CBT-I Is The First-Line Treatment For Midlife Women With Insomnia And Hot Flashes
Self-reported sleep problems are common in peri- and postmenopausal women and have been identified as a key symptom of the menopausal transition. Insomnia symptoms, particularly middle-of-the-night or early morning awakenings with inability to return to sleep, are often attributed to nocturnal hot flashes and night sweats. Studies have shown that more frequent and severe hot flashes are associated with insomnia severity and objective measures of nighttime wakefulness and sleep fragmentation. Elevated core body temperature and alterations in hormones during the menopause transition and early postmenopausal years contribute to both sleep changes and hot flashes.

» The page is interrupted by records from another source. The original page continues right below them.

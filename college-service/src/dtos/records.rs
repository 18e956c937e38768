use serde::Deserialize;

use crate::services::Page;

/// Optional `?skip=&limit=` window on list endpoints.
#[derive(Debug, Default, Deserialize)]
pub struct ListParams {
    pub skip: Option<u64>,
    pub limit: Option<i64>,
}

impl From<ListParams> for Page {
    fn from(params: ListParams) -> Self {
        Page {
            skip: params.skip,
            limit: params.limit,
        }
    }
}
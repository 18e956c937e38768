use std::sync::Arc;
use uuid::Uuid;
use validator::Validate;

use super::store::{Page, RecordStore};
use super::ServiceError;
use crate::models::{Changeset, Record};

/// CRUD over one entity type.
///
/// Performs validation only; callers are expected to have passed the auth
/// gate already.
pub struct RecordService<R: Record> {
    store: Arc<dyn RecordStore<R>>,
}

impl<R: Record> Clone for RecordService<R> {
    fn clone(&self) -> Self {
        Self {
            store: self.store.clone(),
        }
    }
}

impl<R: Record> RecordService<R> {
    pub fn new(store: Arc<dyn RecordStore<R>>) -> Self {
        Self { store }
    }

    pub async fn list(&self, page: Page) -> Result<Vec<R>, ServiceError> {
        self.store.list(page).await
    }

    pub async fn create(&self, fields: R::Create) -> Result<R, ServiceError> {
        fields.validate()?;

        let record = R::from_create(Uuid::new_v4().to_string(), fields);
        self.store.insert(&record).await?;

        tracing::info!(kind = R::KIND, id = %record.id(), "Record created");
        Ok(record)
    }

    pub async fn get(&self, id: &str) -> Result<R, ServiceError> {
        self.store
            .find(id)
            .await?
            .ok_or_else(|| ServiceError::not_found(R::KIND, id))
    }

    pub async fn exists(&self, id: &str) -> Result<bool, ServiceError> {
        Ok(self.store.find(id).await?.is_some())
    }

    pub async fn update(&self, id: &str, changes: R::Update) -> Result<R, ServiceError> {
        changes.validate()?;
        if changes.is_empty() {
            return Err(ServiceError::Validation(
                "At least one field must be supplied".to_string(),
            ));
        }

        let mut record = self.get(id).await?;
        record.apply(changes);

        if !self.store.replace(&record).await? {
            // Deleted between the read and the write.
            return Err(ServiceError::not_found(R::KIND, id));
        }

        tracing::info!(kind = R::KIND, id = %id, "Record updated");
        Ok(record)
    }

    pub async fn delete(&self, id: &str) -> Result<(), ServiceError> {
        if !self.store.delete(id).await? {
            return Err(ServiceError::not_found(R::KIND, id));
        }

        tracing::info!(kind = R::KIND, id = %id, "Record deleted");
        Ok(())
    }
}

A new study in the journal Sleep found that CBT-I should be the first line treatment for midlife women with insomnia and hot flashes. The study compared the efficacy of seven treatments for improving sleep in 500 peri-and postmenopausal with insomnia and bothersome hot flashes: 1. Lexapro; 2. Telephone CBT-I; 3. Aerobic exercise; 4. Fish oil; 5. Estrogen; 6. Effexor; 7. Yoga.
The results indicated that CBT-I produced the greatest improvements in insomnia and sleep quality, followed by exercise, Effexor, Lexapro, yoga, and estrogen. Fish oil had no effect.
These new findings, combined with previous findings on the efficacy of CBT-I for co-morbid insomnia, demonstrate that CBT-I improves six co-morbidities as a result of improved sleep: depression, menopausal hot flashes, pain, fibromyalgia, PTSD, and substance abuse.